Já aqui, por duas vezes, aludi a um pequeno ensaio da autoria de Umberto Eco intitulado A Nova Idade Média.
Em meados da década de 1980, Eco diagnosticava certeiramente o processo
de decomposição do Iluminismo, pressentindo o advento de uma nova era
cujos primeiros passos balbuciantes lembram esse longo período a que
erradamente designamos como "Idade Média". Eco não exibe qualquer parti-pris
a respeito da chamada "Idade Média", pois, soberbo medievalista, sabe
que a má vontade, tinta de hostilidade e arrogante ignorância que por aí
se continua a debitar sobre esses gloriosos mil anos de existência da
civilização Ocidental foi uma invenção das "luzes". Como sabem, a alusão
a um medium tempus foi cunhada por Petrarca (um homem
"medieval"), mas só passou ao jargão historiográfico em finais do século
XVII como sinónimo de trevas, superstição, clericalismo e violência.
Seria fastidioso proceder aqui ao enumerar de erros que fizeram o mito
dessa "Idade Média". Romano Guardini deixou, nos anos 40, o Fim da Idade Moderna,
ensaio filosófico que define com precisão as características do
pensamento e visão do mundo "medievais", por oposição à modernidade.
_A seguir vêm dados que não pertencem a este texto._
//! JSON file catalog.
//!
//! Two document shapes are accepted:
//!
//! ```json
//! [ { "id": "1", "title": "...", "topic": "...", "type": "link", "color": "#E00027" } ]
//! ```
//!
//! ```json
//! { "version": 1, "resources": [ ... ] }
//! ```
//!
//! `version` may be left out of the object form.

use super::{validate, ResourceSource};
use crate::domain::error::{ResourceHubError, Result};
use crate::domain::Resource;
use serde::Deserialize;
use std::path::{Path, PathBuf};

/// Highest document version this crate understands.
const CATALOG_VERSION: u32 = 1;

/// Object form of a catalog document. A missing `version` means version 1.
#[derive(Debug, Deserialize)]
#[serde(deny_unknown_fields)]
struct VersionedCatalog {
    #[serde(default = "default_version")]
    version: u32,
    resources: Vec<Resource>,
}

const fn default_version() -> u32 {
    CATALOG_VERSION
}

/// Resource catalog read from a JSON file.
///
/// The file is read on every [`load`](ResourceSource::load); the page calls it
/// once at startup.
#[derive(Debug, Clone)]
pub struct JsonCatalog {
    file_path: PathBuf,
}

impl JsonCatalog {
    pub fn new(file_path: impl Into<PathBuf>) -> Self {
        Self {
            file_path: file_path.into(),
        }
    }

    #[must_use]
    pub fn path(&self) -> &Path {
        &self.file_path
    }

    /// Parses and validates catalog JSON.
    ///
    /// The top-level shape is checked first and the matching document type is
    /// then deserialized directly, so a bad entry is reported with its field,
    /// line and column.
    ///
    /// # Errors
    ///
    /// - [`ResourceHubError::Catalog`] if the document is neither an array nor
    ///   an object, or its version is unsupported
    /// - [`ResourceHubError::Json`] if an entry is malformed
    /// - Anything [`validate`] reports
    pub fn parse(contents: &str) -> Result<Vec<Resource>> {
        let resources = match contents.trim_start().chars().next() {
            Some('[') => serde_json::from_str::<Vec<Resource>>(contents)?,
            Some('{') => {
                let document: VersionedCatalog = serde_json::from_str(contents)?;
                if document.version > CATALOG_VERSION {
                    return Err(ResourceHubError::Catalog(format!(
                        "unsupported catalog version {} (max {CATALOG_VERSION})",
                        document.version
                    )));
                }
                document.resources
            }
            _ => {
                return Err(ResourceHubError::Catalog(
                    "expected a JSON array or object at the top level".to_string(),
                ))
            }
        };

        validate(&resources)?;
        Ok(resources)
    }
}

impl ResourceSource for JsonCatalog {
    fn load(&self) -> Result<Vec<Resource>> {
        tracing::debug!(path = ?self.file_path, "loading resource catalog");

        let contents = std::fs::read_to_string(&self.file_path)?;
        let resources = Self::parse(&contents)?;

        tracing::debug!(resources = resources.len(), "catalog loaded");
        Ok(resources)
    }
}
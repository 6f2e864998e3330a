//! Error types for the resource hub.
//!
//! This module defines the centralized error type [`ResourceHubError`] and a type alias
//! [`Result`] for convenient error handling throughout the crate. All errors are
//! implemented using the `thiserror` crate for automatic `Error` trait implementation.
//!
//! The filtering core itself only knows one failure: a `(group, key)` pair that does
//! not exist. Every other variant belongs to the edges (catalog loading, configuration).

use super::filters::FilterGroup;
use thiserror::Error;

/// The main error type for resource hub operations.
///
/// # Examples
///
/// ```
/// use resource_hub::domain::{FilterGroup, ResourceHubError};
///
/// let err = ResourceHubError::InvalidFilterKey {
///     group: FilterGroup::DocumentType,
///     key: "spreadsheet".to_string(),
/// };
/// assert_eq!(
///     err.to_string(),
///     "Invalid filter key `spreadsheet` for group `documentType`"
/// );
/// ```
#[derive(Debug, Error)]
pub enum ResourceHubError {
    /// A filter key that is not part of the fixed key set of its group.
    ///
    /// Raised by `AppState::set_filter`. The state is left untouched when this
    /// error is returned.
    #[error("Invalid filter key `{key}` for group `{group}`")]
    InvalidFilterKey {
        /// Group the key was addressed to.
        group: FilterGroup,
        /// The rejected key, verbatim.
        key: String,
    },

    /// A filter group name that does not match any of the three groups.
    #[error("Unknown filter group `{0}`")]
    UnknownFilterGroup(String),

    /// Two resources in a catalog share the same identifier.
    #[error("Duplicate resource id `{0}`")]
    DuplicateResourceId(String),

    /// Catalog content is structurally valid JSON but semantically unusable.
    #[error("Catalog error: {0}")]
    Catalog(String),

    /// Filesystem or I/O operation failed.
    #[error("IO error: {0}")]
    Io(#[from] std::io::Error),

    /// Catalog JSON could not be parsed.
    #[error("JSON error: {0}")]
    Json(#[from] serde_json::Error),

    /// Configuration is invalid or missing.
    #[error("Configuration error: {0}")]
    Config(String),
}

/// A specialized `Result` type for resource hub operations.
pub type Result<T> = std::result::Result<T, ResourceHubError>;
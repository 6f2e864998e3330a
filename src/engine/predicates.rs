//! The three visibility predicates.

use crate::domain::{DocumentTypeFilters, Principle, PrincipleFilters, Resource};

/// Substring match of an already-lowercased `needle` against title, topic and
/// category.
///
/// An absent category is treated as empty, so it can only match an empty
/// needle. Callers skip this predicate entirely when the query is empty.
#[must_use]
pub fn matches_search(resource: &Resource, needle: &str) -> bool {
    resource.title.to_lowercase().contains(needle)
        || resource.topic.to_lowercase().contains(needle)
        || resource
            .category
            .as_deref()
            .is_some_and(|category| category.to_lowercase().contains(needle))
}

/// Passes every resource when no type is selected, otherwise only selected types.
#[must_use]
pub const fn matches_document_type(resource: &Resource, filters: &DocumentTypeFilters) -> bool {
    !filters.any_selected() || filters.get(resource.resource_type)
}

/// Hides "Secure Base" and "Wellbeing" resources whose principle flag is off.
///
/// Only those two category labels are gated. `categories` flags and the other
/// principles are not consulted.
#[must_use]
pub fn matches_category_gate(resource: &Resource, principles: &PrincipleFilters) -> bool {
    resource
        .category
        .as_deref()
        .and_then(Principle::gating_category)
        .map_or(true, |principle| principles.get(principle))
}

#[cfg(test)]
mod tests {
    use super::*;
    use crate::domain::{ResourceType, Swatch};

    fn categorized(category: Option<&str>) -> Resource {
        let r = Resource::new("1", "Title", "Topic", ResourceType::Link, Swatch::Green);
        match category {
            Some(c) => r.with_category(c),
            None => r,
        }
    }

    #[test]
    fn wellbeing_flag_off_hides_wellbeing_resources() {
        let principles = PrincipleFilters {
            wellbeing: false,
            ..PrincipleFilters::default()
        };

        assert!(!matches_category_gate(&categorized(Some("Wellbeing")), &principles));
        assert!(matches_category_gate(&categorized(Some("Secure Base")), &principles));
        assert!(matches_category_gate(&categorized(Some("Other")), &principles));
        assert!(matches_category_gate(&categorized(None), &principles));
    }

    #[test]
    fn ungated_principles_never_hide_anything() {
        let principles = PrincipleFilters {
            secure_base: true,
            sense_of_appreciation: false,
            learning_organisation: false,
            mission_and_vision: false,
            wellbeing: true,
        };

        assert!(matches_category_gate(&categorized(Some("Mission and Vision")), &principles));
    }

    #[test]
    fn missing_category_never_matches_search() {
        let r = categorized(None);
        assert!(!matches_search(&r, "base"));
        assert!(matches_search(&r, "title"));
        assert!(matches_search(&r, "topic"));
    }

    #[test]
    fn document_type_with_nothing_selected_passes() {
        let r = categorized(None);
        assert!(matches_document_type(&r, &DocumentTypeFilters::default()));

        let only_pdf = DocumentTypeFilters {
            pdf: true,
            ..DocumentTypeFilters::default()
        };
        assert!(!matches_document_type(&r, &only_pdf));
    }
}
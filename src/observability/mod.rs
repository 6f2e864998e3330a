//! Tracing setup with optional OpenTelemetry file export.
//!
//! # Architecture
//!
//! ```text
//! tracing macros → tracing-opentelemetry → OpenTelemetry SDK → JsonLinesExporter → file
//!                ↘ fmt layer → stderr            (when no trace file is configured)
//! ```
//!
//! # Configuration
//!
//! - `trace_level`: `EnvFilter` directive, default `"info"`
//! - `trace_file`: path of the JSON-lines span file
//!
//! # Modules
//!
//! - `init`: subscriber setup
//! - `exporter`: span exporter writing one JSON object per span
//! - `file_writer`: size-capped span file (10 MB, 3 numbered backups)

mod exporter;
mod file_writer;
mod init;

pub use init::init_tracing;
Em
Guardini há o refutar dos mitos anti-"medievais" da modernidade. Mais,
Guardini afirma que a Idade Média conseguiu um notável equilíbrio entre a
autoridade (cultural, política, religiosa) e a liberdade.
A "Idade Média" a que aludiam Burkhardt e Michelet no século XIX nunca
existiu; ou antes, foi construída como ideologia oposta ao
"Renascimento" e movimentos que se lhe seguiram (racionalismo,
iluminismo, liberalismo, marxismo, etc). A Idade Média - cedamos à
convenção - foi a mãe da civilização Ocidental. A velha história da
herança grega e latina não resiste à mais leve acareação. A Idade Média
foi reformista, foi inovadora sem chamar pelo nome e deixou as grandes
instituições e institutos que ainda hoje são cimento do que resta do
Ocidente. Para isso, basta lermos a fascinante biblioteca que é a obra
de Jacques le Goff para raspar os cascões do preconceito. A literatura,
tal como a entendemos (e sobretudo o romance) é criação da "Idade
Média". A Universidade, sede de saber, transmissão, formalização e
polémica em torno do conhecimento, é uma invenção medieval. A arte, neta
de Deus como lhe chamava Dante, muito embora o conceito só fosse
estabelecido no século XIX, é também uma conquista medieval. Até o
"capitalismo" - passando por cima do errado lugar-comum que afirma a
oposição da Igreja à economia, ao dinheiro e ao lucro - nasceu do
processo de legitimação do dinheiro, fenómeno que ganhou expressão a
partir do "renascimento do século XII. Coube, também à Idade Média, a
invenção do trabalho entendido como valor moral. Ou não foi a Idade
Média a inventora de uma sociedade que repousava sobre a organização do
trabalho, de que as corporações, as guildas, as comunas, as liberdades
burguesas e concelhias, raíz daquilo a que se vulgarizou chamar de
"democracia"?
Tenho adquirido ao longo dos anos o Lexikon des Mittelalters,
enciclopédia de 9 volumes de que possuo os seis primeiros. Folheio-a
ludicamente, como quem lê antes de dormir, sem qualquer preocupação
outra senão o entretenimento. Não há dia em que não leia uma ou duas
páginas, saltando entradas. Faço-o para praticar o alemão - a mais
inteligente das línguas - e não há leitura em que não me deixo de
espantar com a pujança, a grandeza e a simpatia contaminante dos avós
dos nossos avós, os medievais. A "Idade Média" é viciante, tão viciante
para mim como a matéria do Sudeste-Asiático pré-contemporâneo, com a
qual, aliás, se assemelha em variadíssimas perspectivas sobre o
entendimento da vida. Como estou cansado da ganga "moderna", do
linearismo e da chocarreira banalidade do mundo sem o véu do sagrado e
das grandes interrogações ! Viva a Idade Média.